**DATASET ENTRIES:**
====

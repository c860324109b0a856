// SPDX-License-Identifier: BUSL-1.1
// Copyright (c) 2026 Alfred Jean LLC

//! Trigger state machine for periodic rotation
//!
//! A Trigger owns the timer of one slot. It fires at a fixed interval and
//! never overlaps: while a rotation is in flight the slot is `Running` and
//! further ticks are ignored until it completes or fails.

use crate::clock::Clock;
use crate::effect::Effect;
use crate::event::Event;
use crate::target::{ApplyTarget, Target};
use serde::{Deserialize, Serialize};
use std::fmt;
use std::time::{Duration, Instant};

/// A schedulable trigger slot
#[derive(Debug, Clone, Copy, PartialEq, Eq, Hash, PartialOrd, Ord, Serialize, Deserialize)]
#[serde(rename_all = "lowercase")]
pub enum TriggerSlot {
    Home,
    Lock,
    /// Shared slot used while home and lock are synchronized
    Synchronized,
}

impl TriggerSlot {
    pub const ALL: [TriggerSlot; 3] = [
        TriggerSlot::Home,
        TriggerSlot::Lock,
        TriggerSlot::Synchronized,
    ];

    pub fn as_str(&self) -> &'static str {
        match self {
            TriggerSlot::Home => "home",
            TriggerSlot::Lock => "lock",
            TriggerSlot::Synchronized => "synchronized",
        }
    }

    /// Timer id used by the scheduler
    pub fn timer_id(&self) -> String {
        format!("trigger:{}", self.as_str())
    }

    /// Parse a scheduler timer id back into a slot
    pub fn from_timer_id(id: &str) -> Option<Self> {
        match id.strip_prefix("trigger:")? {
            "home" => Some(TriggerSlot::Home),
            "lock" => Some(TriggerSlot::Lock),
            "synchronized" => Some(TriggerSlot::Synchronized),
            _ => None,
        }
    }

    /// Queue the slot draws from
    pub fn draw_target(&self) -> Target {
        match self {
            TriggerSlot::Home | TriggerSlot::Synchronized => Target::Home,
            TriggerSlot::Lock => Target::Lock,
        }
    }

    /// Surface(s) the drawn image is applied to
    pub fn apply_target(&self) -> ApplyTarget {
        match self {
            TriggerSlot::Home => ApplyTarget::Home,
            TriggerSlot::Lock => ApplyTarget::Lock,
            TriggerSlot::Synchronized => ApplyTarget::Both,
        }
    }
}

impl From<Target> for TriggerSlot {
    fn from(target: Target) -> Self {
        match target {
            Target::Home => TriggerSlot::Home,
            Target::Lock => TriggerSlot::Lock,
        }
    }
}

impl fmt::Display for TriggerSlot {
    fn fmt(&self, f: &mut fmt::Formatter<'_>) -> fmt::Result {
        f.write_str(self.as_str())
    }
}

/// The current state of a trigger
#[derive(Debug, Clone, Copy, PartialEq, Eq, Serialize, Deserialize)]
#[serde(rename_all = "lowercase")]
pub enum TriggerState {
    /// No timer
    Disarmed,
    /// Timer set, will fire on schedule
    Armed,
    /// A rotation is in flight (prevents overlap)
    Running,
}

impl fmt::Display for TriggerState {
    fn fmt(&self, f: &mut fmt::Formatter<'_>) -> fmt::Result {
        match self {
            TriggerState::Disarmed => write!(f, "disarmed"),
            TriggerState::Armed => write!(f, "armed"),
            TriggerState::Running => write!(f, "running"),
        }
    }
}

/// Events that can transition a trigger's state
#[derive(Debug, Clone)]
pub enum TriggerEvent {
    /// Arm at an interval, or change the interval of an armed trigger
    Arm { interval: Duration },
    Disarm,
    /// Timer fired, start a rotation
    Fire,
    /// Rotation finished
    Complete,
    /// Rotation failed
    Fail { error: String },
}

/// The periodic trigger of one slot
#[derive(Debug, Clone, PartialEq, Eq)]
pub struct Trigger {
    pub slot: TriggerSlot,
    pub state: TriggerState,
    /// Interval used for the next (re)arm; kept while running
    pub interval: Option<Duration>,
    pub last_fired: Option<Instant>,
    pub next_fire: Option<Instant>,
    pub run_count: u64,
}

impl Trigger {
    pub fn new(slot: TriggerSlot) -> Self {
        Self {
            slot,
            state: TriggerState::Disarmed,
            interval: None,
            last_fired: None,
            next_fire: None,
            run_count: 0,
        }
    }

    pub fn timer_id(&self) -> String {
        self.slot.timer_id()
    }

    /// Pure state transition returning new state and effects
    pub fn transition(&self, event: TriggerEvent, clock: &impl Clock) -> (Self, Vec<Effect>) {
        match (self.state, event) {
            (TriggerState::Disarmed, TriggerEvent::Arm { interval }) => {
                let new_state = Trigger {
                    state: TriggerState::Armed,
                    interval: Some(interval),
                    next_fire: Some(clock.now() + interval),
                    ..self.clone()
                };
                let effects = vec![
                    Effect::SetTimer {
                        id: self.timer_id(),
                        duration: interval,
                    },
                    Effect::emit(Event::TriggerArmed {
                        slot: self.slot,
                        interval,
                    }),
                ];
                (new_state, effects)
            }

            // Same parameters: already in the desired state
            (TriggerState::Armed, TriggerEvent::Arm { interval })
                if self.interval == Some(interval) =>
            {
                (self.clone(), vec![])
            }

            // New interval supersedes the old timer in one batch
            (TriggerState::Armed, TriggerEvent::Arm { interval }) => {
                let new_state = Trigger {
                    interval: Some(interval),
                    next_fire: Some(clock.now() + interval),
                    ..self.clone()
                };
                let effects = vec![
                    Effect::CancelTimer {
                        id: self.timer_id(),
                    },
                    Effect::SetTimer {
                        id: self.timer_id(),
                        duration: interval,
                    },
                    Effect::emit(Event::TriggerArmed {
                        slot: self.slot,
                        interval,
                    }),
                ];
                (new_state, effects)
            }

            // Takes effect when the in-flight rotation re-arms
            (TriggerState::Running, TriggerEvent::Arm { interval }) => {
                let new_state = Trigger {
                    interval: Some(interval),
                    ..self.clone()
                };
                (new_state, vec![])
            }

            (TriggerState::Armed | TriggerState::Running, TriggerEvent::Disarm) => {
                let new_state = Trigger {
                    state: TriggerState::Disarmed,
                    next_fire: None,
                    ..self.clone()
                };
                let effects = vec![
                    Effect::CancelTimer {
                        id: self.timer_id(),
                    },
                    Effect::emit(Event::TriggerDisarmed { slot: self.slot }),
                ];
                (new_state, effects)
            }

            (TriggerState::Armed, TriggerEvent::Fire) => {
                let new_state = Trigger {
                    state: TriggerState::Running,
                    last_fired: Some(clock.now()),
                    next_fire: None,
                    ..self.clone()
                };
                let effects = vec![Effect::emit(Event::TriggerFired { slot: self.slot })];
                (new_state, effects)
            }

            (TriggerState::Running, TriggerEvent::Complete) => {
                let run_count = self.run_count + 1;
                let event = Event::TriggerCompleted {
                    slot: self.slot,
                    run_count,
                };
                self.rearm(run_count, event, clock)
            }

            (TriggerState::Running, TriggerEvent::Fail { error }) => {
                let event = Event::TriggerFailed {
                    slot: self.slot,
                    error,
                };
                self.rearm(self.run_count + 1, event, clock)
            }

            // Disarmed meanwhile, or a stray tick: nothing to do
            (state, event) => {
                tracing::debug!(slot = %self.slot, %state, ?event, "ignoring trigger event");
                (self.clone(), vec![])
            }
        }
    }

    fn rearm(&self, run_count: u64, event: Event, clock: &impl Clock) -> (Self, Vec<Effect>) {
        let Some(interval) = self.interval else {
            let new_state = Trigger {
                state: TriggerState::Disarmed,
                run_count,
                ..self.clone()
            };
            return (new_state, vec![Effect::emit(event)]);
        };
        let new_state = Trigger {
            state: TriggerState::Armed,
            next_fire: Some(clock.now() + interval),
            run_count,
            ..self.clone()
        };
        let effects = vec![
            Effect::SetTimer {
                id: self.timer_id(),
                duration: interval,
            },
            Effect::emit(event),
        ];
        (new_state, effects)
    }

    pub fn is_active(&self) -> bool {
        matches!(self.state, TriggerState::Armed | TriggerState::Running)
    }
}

====

**TASK OBJECTIVE:** Please find every line in the records above that holds the word "ApplyTarget" and copy it.

**THE COMPLETED TASK:**
use crate::target::{ApplyTarget, Target};
    pub fn apply_target(&self) -> ApplyTarget {
            TriggerSlot::Home => ApplyTarget::Home,
            TriggerSlot::Lock => ApplyTarget::Lock,
            TriggerSlot::Synchronized => ApplyTarget::Both,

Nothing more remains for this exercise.